Check ingress controller service (external IP/hostname)

kubectl get svc -n ingress-nginx
kubectl get svc ingress-nginx-controller -n ingress-nginx -o wide

Check ingress controller logs (very useful for 404/502)

kubectl logs -n ingress-nginx deploy/ingress-nginx-controller --tail=200
kubectl logs -n ingress-nginx deploy/ingress-nginx-controller -f

Verify service endpoints exist (common 502 cause: no endpoints)

kubectl get svc -n $NS
kubectl get endpoints -n $NS

Quick internal curl test (bypass DNS, test service inside cluster)

1) Start a temp curl pod:

kubectl run -n $NS tmp-curl --rm -it --image=curlimages/curl -- sh

2) Inside it, test service (replace service name/port):

nslookup <service-name>
curl -sv http://<service-name>:<port>/health || true
curl -sv http://<service-name>:<port>/ || true

If ingress works but DNS doesn’t: DNS A-record must point to the ingress LB address shown in ingress-nginx-controller service.
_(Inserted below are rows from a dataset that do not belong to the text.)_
impl GenerationRequest {
    /// Lowest accepted rating.
    pub const MIN_RATING: u8 = 1;
    /// Highest accepted rating.
    pub const MAX_RATING: u8 = 5;

    /// Creates a request with only the required fields set.
    pub fn new(hotel_name: impl Into<String>, rating: u8) -> Self {
        Self {
            hotel_name: hotel_name.into(),
            rating,
            trip_type: None,
            highlights: BTreeSet::new(),
            nights: None,
            guests: None,
            language: None,
            voice: None,
        }
    }

    /// Sets the trip type.
    #[must_use]
    pub fn with_trip_type(mut self, trip_type: TripType) -> Self {
        self.trip_type = Some(trip_type);
        self
    }

    /// Adds a highlight, normalized to trimmed lowercase. Blank values are ignored.
    #[must_use]
    pub fn with_highlight(mut self, highlight: impl AsRef<str>) -> Self {
        let normalized = normalize_highlight(highlight.as_ref());
        if !normalized.is_empty() {
            self.highlights.insert(normalized);
        }
        self
    }

    /// Adds several highlights.
    #[must_use]
    pub fn with_highlights<I, S>(self, highlights: I) -> Self
    where
        I: IntoIterator<Item = S>,
        S: AsRef<str>,
    {
        highlights
            .into_iter()
            .fold(self, |request, highlight| request.with_highlight(highlight))
    }

    /// Sets the number of nights.
    #[must_use]
    pub fn with_nights(mut self, nights: u32) -> Self {
        self.nights = Some(nights);
        self
    }

    /// Sets the number of guests.
    #[must_use]
    pub fn with_guests(mut self, guests: u32) -> Self {
        self.guests = Some(guests);
        self
    }

    /// Sets the output language.
    #[must_use]
    pub fn with_language(mut self, language: impl Into<String>) -> Self {
        self.language = Some(language.into());
        self
    }

    /// Sets the voice.
    #[must_use]
    pub fn with_voice(mut self, voice: Voice) -> Self {
        self.voice = Some(voice);
        self
    }

    /// Checks the request invariants.
    ///
    /// # Errors
    /// Returns `Error::InvalidRequest` if the hotel name is blank, the rating
    /// is outside 1..=5, or nights/guests is zero.
    pub fn validate(&self) -> Result<()> {
        if self.hotel_name.trim().is_empty() {
            return Err(Error::InvalidRequest("hotel name is empty".to_owned()));
        }
        if !(Self::MIN_RATING..=Self::MAX_RATING).contains(&self.rating) {
            return Err(Error::InvalidRequest(format!(
                "rating {} is outside {}..={}",
                self.rating,
                Self::MIN_RATING,
                Self::MAX_RATING
            )));
        }
        if self.nights == Some(0) {
            return Err(Error::InvalidRequest("nights must be positive".to_owned()));
        }
        if self.guests == Some(0) {
            return Err(Error::InvalidRequest("guests must be positive".to_owned()));
        }
        Ok(())
    }

    /// Trip type with the engine default applied.
    pub fn effective_trip_type(&self) -> TripType {
        self.trip_type.unwrap_or(TripType::Leisure)
    }

    /// Voice with the engine default applied.
    pub fn effective_voice(&self) -> Voice {
        self.voice.unwrap_or(Voice::Friendly)
    }

    /// Language with the engine default applied, lowercased.
    pub fn effective_language(&self) -> String {
        self.language
            .as_deref()
            .map(str::trim)
            .filter(|language| !language.is_empty())
            .map_or_else(|| "en".to_owned(), str::to_lowercase)
    }

    /// Nights with the engine default applied.
    pub fn effective_nights(&self) -> u32 {
        self.nights.unwrap_or(1).max(1)
    }

    /// Guests with the engine default applied.
    pub fn effective_guests(&self) -> u32 {
        self.guests.unwrap_or(1).max(1)
    }

    /// Highlights normalized and deduplicated, in sorted order.
    pub fn normalized_highlights(&self) -> BTreeSet<String> {
        self.highlights
            .iter()
            .map(|highlight| normalize_highlight(highlight))
            .filter(|highlight| !highlight.is_empty())
            .collect()
    }
}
4) TLS / Certificate problems (HTTPS not working, cert pending)

See certs and challenges

kubectl get certificate -n $NS
kubectl describe certificate -n $NS

kubectl get order,challenge -n $NS
kubectl describe challenge -n $NS

cert-manager logs

kubectl logs -n cert-manager deploy/cert-manager --tail=200
kubectl logs -n cert-manager deploy/cert-manager -f

Common root causes - Ingress class mismatch (issuer expects nginx but ingress uses another class) - DNS points to wrong load balancer - Port 80 not reachable for HTTP-01 challenge


5) Pod stuck / CrashLoopBackOff / ImagePullBackOff

Identify failing pods fast

kubectl get pods -n $NS -o wide
kubectl get pods -n $NS | egrep -i "CrashLoopBackOff|Error|ImagePullBackOff|Pending" || true

Describe pod (shows events like image pull errors, probes failing, etc.)
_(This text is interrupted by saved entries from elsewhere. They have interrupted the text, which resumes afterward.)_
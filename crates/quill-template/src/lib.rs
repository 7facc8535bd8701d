//! Deterministic local review templates.
//!
//! The template engine is the last stage of the fallback chain. It needs no
//! network, never fails and always produces the same review for the same
//! request: every phrase choice is keyed off the request fingerprint.

use quill_core::{Fingerprint, GenerationRequest, TripType, Voice};

/// Name used when the request carries a blank hotel name.
pub const FALLBACK_HOTEL_NAME: &str = "this hotel";

/// Opening lines by rating, best first. `{hotel}` is replaced with the name.
const OPENINGS: [[&str; 3]; 5] = [
    [
        "Our stay at {hotel} was outstanding from start to finish.",
        "{hotel} exceeded every expectation we had.",
        "It is hard to imagine a better stay than ours at {hotel}.",
    ],
    [
        "We had a very good stay at {hotel}.",
        "{hotel} was a pleasant surprise and a comfortable base.",
        "Our time at {hotel} was enjoyable with only minor quibbles.",
    ],
    [
        "{hotel} was a decent, if unremarkable, place to stay.",
        "Our stay at {hotel} was fine overall.",
        "{hotel} did the job, though a few things could be better.",
    ],
    [
        "Our stay at {hotel} was disappointing in several ways.",
        "{hotel} fell short of what we had hoped for.",
        "We expected more from {hotel}.",
    ],
    [
        "Unfortunately our stay at {hotel} was a poor experience.",
        "{hotel} let us down on almost every front.",
        "We would not choose {hotel} again.",
    ],
];

/// Trip context lines by trip type.
const TRIPS: [(TripType, [&str; 2]); 5] = [
    (
        TripType::Leisure,
        [
            "We came to unwind for a few days",
            "This was a relaxing break for us",
        ],
    ),
    (
        TripType::Business,
        [
            "I was in town for work",
            "This was a business trip with a busy schedule",
        ],
    ),
    (
        TripType::Family,
        [
            "We travelled as a family with the kids",
            "This was a family holiday",
        ],
    ),
    (
        TripType::Couple,
        [
            "This was a getaway for the two of us",
            "We booked it as a romantic escape",
        ],
    ),
    (
        TripType::Solo,
        ["I travelled on my own", "This was a solo trip"],
    ),
];

/// Closing lines by voice, positive then negative.
const CLOSINGS: [(Voice, [&str; 2]); 4] = [
    (
        Voice::Friendly,
        [
            "We'd happily come back!",
            "Hopefully things improve for the next guests.",
        ],
    ),
    (
        Voice::Professional,
        [
            "I would recommend it without reservation.",
            "I cannot recommend it in its current state.",
        ],
    ),
    (
        Voice::Enthusiastic,
        [
            "Absolutely can't wait to return!",
            "Sadly, this one just wasn't for us!",
        ],
    ),
    (Voice::Concise, ["Recommended.", "Not recommended."]),
];

/// Generates template reviews. Stateless; cheap to construct.
#[derive(Debug, Clone, Copy, Default)]
pub struct TemplateEngine;

impl TemplateEngine {
    /// Creates a template engine.
    pub fn new() -> Self {
        Self
    }

    /// Writes a review for the request.
    ///
    /// The output is never empty, always names the hotel (or
    /// [`FALLBACK_HOTEL_NAME`] when the name is blank) and is identical for
    /// requests with the same fingerprint.
    pub fn generate(&self, request: &GenerationRequest) -> String {
        let mut picker = Picker::new(Fingerprint::of(request).seed());
        let hotel = match request.hotel_name.trim() {
            "" => FALLBACK_HOTEL_NAME,
            name => name,
        };
        let rating = request
            .rating
            .clamp(GenerationRequest::MIN_RATING, GenerationRequest::MAX_RATING);
        let positive = rating >= 3;
        let voice = request.effective_voice();

        let tone = usize::from(GenerationRequest::MAX_RATING - rating);
        let opening = picker.pick(&OPENINGS[tone]).replace("{hotel}", hotel);
        let mut sentences = vec![capitalize(&opening)];

        if voice != Voice::Concise {
            sentences.push(trip_sentence(request, &mut picker));
        }
        if let Some(highlights) = highlight_sentence(request, positive) {
            sentences.push(highlights);
        }
        sentences.push(closing(voice, positive).to_owned());

        sentences.join(" ")
    }
}

/// Trip type plus stay length and party size.
fn trip_sentence(request: &GenerationRequest, picker: &mut Picker) -> String {
    let trip_type = request.effective_trip_type();
    let options = TRIPS
        .iter()
        .find(|(kind, _)| *kind == trip_type)
        .map_or(&TRIPS[0].1, |(_, lines)| lines);
    let nights = request.effective_nights();
    let guests = request.effective_guests();
    format!(
        "{}, staying {nights} night{} with {guests} guest{}.",
        picker.pick(options),
        plural(nights),
        plural(guests),
    )
}

/// Mentions every highlight, praised or criticized according to the rating.
fn highlight_sentence(request: &GenerationRequest, positive: bool) -> Option<String> {
    let highlights: Vec<String> = request.normalized_highlights().into_iter().collect();
    let listed = match highlights.as_slice() {
        [] => return None,
        [only] => only.clone(),
        [init @ .., last] => format!("{} and {last}", init.join(", ")),
    };
    Some(if positive {
        format!("The {listed} stood out.")
    } else {
        format!("The {listed} did not live up to the description.")
    })
}

/// Final line for the voice.
fn closing(voice: Voice, positive: bool) -> &'static str {
    let lines = CLOSINGS
        .iter()
        .find(|(kind, _)| *kind == voice)
        .map_or(&CLOSINGS[0].1, |(_, lines)| lines);
    if positive { lines[0] } else { lines[1] }
}

/// Uppercases the first character.
fn capitalize(sentence: &str) -> String {
    let mut chars = sentence.chars();
    chars.next().map_or_else(String::new, |first| {
        first.to_uppercase().chain(chars).collect()
    })
}

/// Plural suffix for a count.
fn plural(count: u32) -> &'static str {
    if count == 1 { "" } else { "s" }
}

/// Deterministic phrase picker seeded from the fingerprint (splitmix64).
struct Picker {
    /// Generator state
    state: u64,
}

impl Picker {
    /// Creates a picker from a seed.
    fn new(seed: u64) -> Self {
        Self { state: seed }
    }

    /// Next pseudo-random value.
    fn next_u64(&mut self) -> u64 {
        self.state = self.state.wrapping_add(0x9E37_79B9_7F4A_7C15);
        let mut mixed = self.state;
        mixed = (mixed ^ (mixed >> 30)).wrapping_mul(0xBF58_476D_1CE4_E5B9);
        mixed = (mixed ^ (mixed >> 27)).wrapping_mul(0x94D0_49BB_1331_11EB);
        mixed ^ (mixed >> 31)
    }

    /// Picks one option.
    fn pick<'options>(&mut self, options: &[&'options str]) -> &'options str {
        if options.is_empty() {
            return "";
        }
        let index = (self.next_u64() % options.len() as u64) as usize;
        options[index]
    }
}

#[cfg(test)]
mod tests {
    use super::*;

    #[test]
    fn test_deterministic_for_same_request() {
        let engine = TemplateEngine::new();
        let request = GenerationRequest::new("Grand Plaza", 4).with_highlights(["pool", "staff"]);
        let reordered = GenerationRequest::new("Grand Plaza", 4).with_highlights(["staff", "pool"]);
        assert_eq!(engine.generate(&request), engine.generate(&reordered));
    }

    #[test]
    fn test_contains_hotel_name_and_highlights() {
        let review = TemplateEngine::new().generate(
            &GenerationRequest::new("Seaside Inn", 5)
                .with_trip_type(TripType::Family)
                .with_nights(4)
                .with_guests(3)
                .with_highlights(["breakfast", "pool", "location"]),
        );
        assert!(review.contains("Seaside Inn"));
        assert!(review.contains("breakfast, location and pool"));
        assert!(review.contains("4 nights with 3 guests"));
    }

    #[test]
    fn test_blank_name_uses_fallback() {
        let review = TemplateEngine::new().generate(&GenerationRequest::new("   ", 3));
        assert!(review.to_lowercase().contains(FALLBACK_HOTEL_NAME));
        assert!(!review.is_empty());
    }

    #[test]
    fn test_never_empty_for_any_rating_or_voice() {
        let engine = TemplateEngine::new();
        for rating in 0..=7 {
            for voice in [
                Voice::Friendly,
                Voice::Professional,
                Voice::Enthusiastic,
                Voice::Concise,
            ] {
                let review = engine.generate(&GenerationRequest::new("Grand Plaza", rating).with_voice(voice));
                assert!(!review.trim().is_empty());
                assert!(review.contains("Grand Plaza"));
            }
        }
    }

    #[test]
    fn test_low_rating_is_negative() {
        let review = TemplateEngine::new().generate(
            &GenerationRequest::new("Grand Plaza", 1)
                .with_voice(Voice::Professional)
                .with_highlight("wifi"),
        );
        assert!(review.contains("did not live up"));
        assert!(review.ends_with("I cannot recommend it in its current state."));
    }

    #[test]
    fn test_concise_voice_is_shorter() {
        let engine = TemplateEngine::new();
        let friendly = engine.generate(&GenerationRequest::new("Grand Plaza", 4));
        let concise = engine.generate(&GenerationRequest::new("Grand Plaza", 4).with_voice(Voice::Concise));
        assert!(concise.len() < friendly.len());
        assert!(concise.ends_with("Recommended."));
    }
}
kubectl describe pod -n $NS <pod-name>

Logs (current + previous)

kubectl logs -n $NS <pod-name> --tail=200
kubectl logs -n $NS <pod-name> --previous --tail=200

If a deployment is failing, check rollout

kubectl get deploy -n $NS
kubectl rollout status deploy/<deploy-name> -n $NS
kubectl describe deploy/<deploy-name> -n $NS

6) PVC / Storage problems (pods Pending, RWX volume issues)

PVC status

kubectl get pvc -n $NS
kubectl describe pvc -n $NS <pvc-name>

Check StorageClasses (need RWX for worker/shared)

kubectl get storageclass

If PVC is Pending, check events

kubectl get events -n $NS --sort-by=.metadata.creationTimestamp | tail -n 80

Typical reasons - StorageClass doesn’t support ReadWriteMany - Provisioner missing / permissions issue - Quota limits


7) ERPNext site not created / createSite job failed

List jobs + pods created by jobs

kubectl get jobs -n $NS
kubectl get pods -n $NS | grep -i job || true

Describe job + view job pod logs

kubectl describe job -n $NS <job-name>

# Find the pod for the job:
kubectl get pods -n $NS --selector=job-name=<job-name> -o name

# Logs:
kubectl logs -n $NS <job-pod-name> --tail=400

Rerun createSite (only if you understand the impact)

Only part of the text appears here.